[WORK INSTRUCTIONS] Some lines in the material below hold the word "NoOpenPage". Copy all of them.

[RECORDS FOR THE EXERCISE]
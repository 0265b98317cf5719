use crate::geometry::Axis;

/// Errors caused by incorrect use of the builder API. These abort the
/// offending call immediately and leave no partial output.
#[derive(Debug, Clone, PartialEq)]
pub enum LayoutError {
    /// `close_container` was called with no container open.
    UnbalancedClose,
    /// Content was added or a container opened before any page.
    NoOpenPage,
    /// `render` or `open_page` was called while containers were still
    /// open; the count is how many closes are missing.
    UnclosedContainers(usize),
    /// A size, clamp, padding, gap, or font size was negative.
    NegativeSize(f64),
    /// An opacity value fell outside [0, 1].
    OpacityOutOfRange(f64),
    /// A container was opened with a content-only kind (Text or Image).
    InvalidContainerKind,
}

impl std::fmt::Display for LayoutError {
    fn fmt(&self, f: &mut std::fmt::Formatter<'_>) -> std::fmt::Result {
        match self {
            LayoutError::UnbalancedClose => {
                write!(f, "close_container called with no container open")
            }
            LayoutError::NoOpenPage => write!(f, "no page is open"),
            LayoutError::UnclosedContainers(n) => {
                write!(f, "{} container(s) still open", n)
            }
            LayoutError::NegativeSize(v) => write!(f, "negative size: {}", v),
            LayoutError::OpacityOutOfRange(v) => {
                write!(f, "opacity {} outside [0, 1]", v)
            }
            LayoutError::InvalidContainerKind => {
                write!(f, "text and image elements cannot be opened as containers")
            }
        }
    }
}

impl std::error::Error for LayoutError {}

/// Recoverable conditions recorded during a render. None of these abort
/// the layout; the result is best-effort and the warning list is returned
/// alongside the command vector.
#[derive(Debug, Clone, PartialEq)]
pub enum Warning {
    /// The font port returned NaN or a negative width; a heuristic
    /// width was substituted.
    MeasurementFallback { element: String, text: String },
    /// An element's minimum exceeded the space its parent could give it;
    /// the emitted command was clipped to the parent's content box.
    Overconstrained {
        element: String,
        axis: Axis,
        overflow: f64,
    },
    /// An image source could not be described; the command is emitted
    /// without intrinsic dimensions.
    ImageUnavailable { source: String },
}

impl std::fmt::Display for Warning {
    fn fmt(&self, f: &mut std::fmt::Formatter<'_>) -> std::fmt::Result {
        match self {
            Warning::MeasurementFallback { element, text } => {
                write!(f, "measurement fallback for {:?} in element {}", text, element)
            }
            Warning::Overconstrained {
                element,
                axis,
                overflow,
            } => write!(
                f,
                "element {} overflows its parent by {:.3}pt along {}",
                element, overflow, axis
            ),
            Warning::ImageUnavailable { source } => {
                write!(f, "image source {:?} could not be described", source)
            }
        }
    }
}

[TASK SOLUTION]
    NoOpenPage,
            LayoutError::NoOpenPage => write!(f, "no page is open"),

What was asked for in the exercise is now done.